I don't see any other way to do this, so that page would have two different URLs pointing to it, and both perfectly legitimate and proper. So how does Google deal with this? Is an exception made for anchors within a page, or do they still penalize your site for some reason?
Is there another way to link in this manner that I'm not aware of?
Edit to add: Thanks to everyone for the advice, I appreciate it.
[edited by: AndyA at 8:45 pm (utc) on Nov. 17, 2006]
Check your log files. Do bots even request the # part?
I suspect not.
.
I believe that it is only the browser that makes use of the named anchor in knowing where to "jump to" within the page.
The # part has no bearing on how the page is served.
Does a browser even send the # part of the URL to the server?
I don't see any other way to do this, so that page would have two different URLs pointing to it, and both perfectly legitimate and proper. So how does Google deal with this? Is an exception made for anchors within a page, or do they still penalize your site for some reason?
Google doesn't see the fragment identifier or named anchor. It is a client-side function performed at the browser and not the server.
I don't think you have anything to worry about in this instance.

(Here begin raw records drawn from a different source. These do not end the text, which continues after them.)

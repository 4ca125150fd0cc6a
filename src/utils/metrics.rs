//! Observability and Metrics
//!
//! Atomic counters for query traffic, shared by the transport and its session handler.
//! Each server owns its own [`Metrics`] behind an `Arc`.

use std::sync::atomic::{AtomicU64, Ordering};
use std::time::Instant;
use tracing::{debug, info};

/// Counters for query protocol traffic
#[derive(Debug)]
pub struct Metrics {
    /// Datagrams received
    pub datagrams_received: AtomicU64,
    /// Datagrams sent
    pub datagrams_sent: AtomicU64,
    /// Bytes received
    pub bytes_received: AtomicU64,
    /// Bytes sent
    pub bytes_sent: AtomicU64,
    /// Messages rebuilt from more than one fragment
    pub frames_reassembled: AtomicU64,
    /// S2C_CHALLENGE replies produced
    pub challenges_issued: AtomicU64,
    /// Replies produced by a server
    pub replies_sent: AtomicU64,
    /// Paired replies accepted by a client
    pub replies_received: AtomicU64,
    /// Datagrams that failed to decode
    pub decode_errors: AtomicU64,
    /// Messages rejected by a session
    pub session_errors: AtomicU64,
    /// Socket level failures
    pub io_errors: AtomicU64,
    start_time: Instant,
}

impl Metrics {
    pub fn new() -> Self {
        Self {
            datagrams_received: AtomicU64::new(0),
            datagrams_sent: AtomicU64::new(0),
            bytes_received: AtomicU64::new(0),
            bytes_sent: AtomicU64::new(0),
            frames_reassembled: AtomicU64::new(0),
            challenges_issued: AtomicU64::new(0),
            replies_sent: AtomicU64::new(0),
            replies_received: AtomicU64::new(0),
            decode_errors: AtomicU64::new(0),
            session_errors: AtomicU64::new(0),
            io_errors: AtomicU64::new(0),
            start_time: Instant::now(),
        }
    }

    pub fn datagram_received(&self, byte_count: u64) {
        self.datagrams_received.fetch_add(1, Ordering::Relaxed);
        self.bytes_received.fetch_add(byte_count, Ordering::Relaxed);
    }

    pub fn datagram_sent(&self, byte_count: u64) {
        self.datagrams_sent.fetch_add(1, Ordering::Relaxed);
        self.bytes_sent.fetch_add(byte_count, Ordering::Relaxed);
    }

    pub fn frame_reassembled(&self) {
        self.frames_reassembled.fetch_add(1, Ordering::Relaxed);
    }

    pub fn challenge_issued(&self) {
        self.challenges_issued.fetch_add(1, Ordering::Relaxed);
    }

    pub fn reply_sent(&self) {
        self.replies_sent.fetch_add(1, Ordering::Relaxed);
    }

    pub fn reply_received(&self) {
        self.replies_received.fetch_add(1, Ordering::Relaxed);
    }

    pub fn decode_error(&self) {
        self.decode_errors.fetch_add(1, Ordering::Relaxed);
    }

    pub fn session_error(&self) {
        self.session_errors.fetch_add(1, Ordering::Relaxed);
    }

    pub fn io_error(&self) {
        self.io_errors.fetch_add(1, Ordering::Relaxed);
    }

    /// Get current metrics snapshot
    pub fn snapshot(&self) -> MetricsSnapshot {
        MetricsSnapshot {
            datagrams_received: self.datagrams_received.load(Ordering::Relaxed),
            datagrams_sent: self.datagrams_sent.load(Ordering::Relaxed),
            bytes_received: self.bytes_received.load(Ordering::Relaxed),
            bytes_sent: self.bytes_sent.load(Ordering::Relaxed),
            frames_reassembled: self.frames_reassembled.load(Ordering::Relaxed),
            challenges_issued: self.challenges_issued.load(Ordering::Relaxed),
            replies_sent: self.replies_sent.load(Ordering::Relaxed),
            replies_received: self.replies_received.load(Ordering::Relaxed),
            decode_errors: self.decode_errors.load(Ordering::Relaxed),
            session_errors: self.session_errors.load(Ordering::Relaxed),
            io_errors: self.io_errors.load(Ordering::Relaxed),
            uptime_seconds: self.start_time.elapsed().as_secs(),
        }
    }

    /// Log current metrics
    pub fn log_metrics(&self) {
        let snapshot = self.snapshot();
        info!(
            datagrams_received = snapshot.datagrams_received,
            datagrams_sent = snapshot.datagrams_sent,
            bytes_received = snapshot.bytes_received,
            bytes_sent = snapshot.bytes_sent,
            frames_reassembled = snapshot.frames_reassembled,
            challenges_issued = snapshot.challenges_issued,
            replies_sent = snapshot.replies_sent,
            replies_received = snapshot.replies_received,
            decode_errors = snapshot.decode_errors,
            session_errors = snapshot.session_errors,
            io_errors = snapshot.io_errors,
            uptime_seconds = snapshot.uptime_seconds,
            "Query metrics snapshot"
        );
    }
}

impl Default for Metrics {
    fn default() -> Self {
        Self::new()
    }
}

/// Snapshot of metrics at a point in time
#[derive(Debug, Clone, Default, PartialEq, Eq)]
pub struct MetricsSnapshot {
    pub datagrams_received: u64,
    pub datagrams_sent: u64,
    pub bytes_received: u64,
    pub bytes_sent: u64,
    pub frames_reassembled: u64,
    pub challenges_issued: u64,
    pub replies_sent: u64,
    pub replies_received: u64,
    pub decode_errors: u64,
    pub session_errors: u64,
    pub io_errors: u64,
    pub uptime_seconds: u64,
}

impl MetricsSnapshot {
    /// Every rejected datagram, whatever the stage
    pub fn total_errors(&self) -> u64 {
        self.decode_errors + self.session_errors + self.io_errors
    }
}

/// Timer for measuring operation duration
pub struct Timer {
    start: Instant,
    operation: &'static str,
}

impl Timer {
    /// Start timing an operation
    pub fn start(operation: &'static str) -> Self {
        Self {
            start: Instant::now(),
            operation,
        }
    }
}

impl Drop for Timer {
    fn drop(&mut self) {
        let duration = self.start.elapsed();
        debug!(
            operation = self.operation,
            duration_us = duration.as_micros() as u64,
            "Operation completed"
        );
    }
}

#[cfg(test)]
mod tests {
    use super::*;

    #[test]
    fn test_counters_and_snapshot() {
        let metrics = Metrics::new();
        metrics.datagram_received(25);
        metrics.datagram_received(5);
        metrics.datagram_sent(9);
        metrics.challenge_issued();
        metrics.reply_received();
        metrics.decode_error();
        metrics.session_error();

        let snapshot = metrics.snapshot();
        assert_eq!(snapshot.datagrams_received, 2);
        assert_eq!(snapshot.bytes_received, 30);
        assert_eq!(snapshot.bytes_sent, 9);
        assert_eq!(snapshot.challenges_issued, 1);
        assert_eq!(snapshot.replies_received, 1);
        assert_eq!(snapshot.replies_sent, 0);
        assert_eq!(snapshot.total_errors(), 2);
    }
}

Google is not going to see duplicates. Google will see the primary URI and not the fragment identifier.
What you do need to be concerned with is using /index.html as opposed to /. Google will see those as two different locations (in the beginning). The one with the most links win. It is best practice to not use /index.html when formatting URIs. When it comes to root level pages (e.g. index.html), you should trim back to the trailing forward slash.
www.example.com/index.html#fragment
www.example.com/#fragment
Use the second example above to keep things short, sweet and at the same time, don't expose the underlying technology of the site (e.g. html, asp, php, jsp, etc.).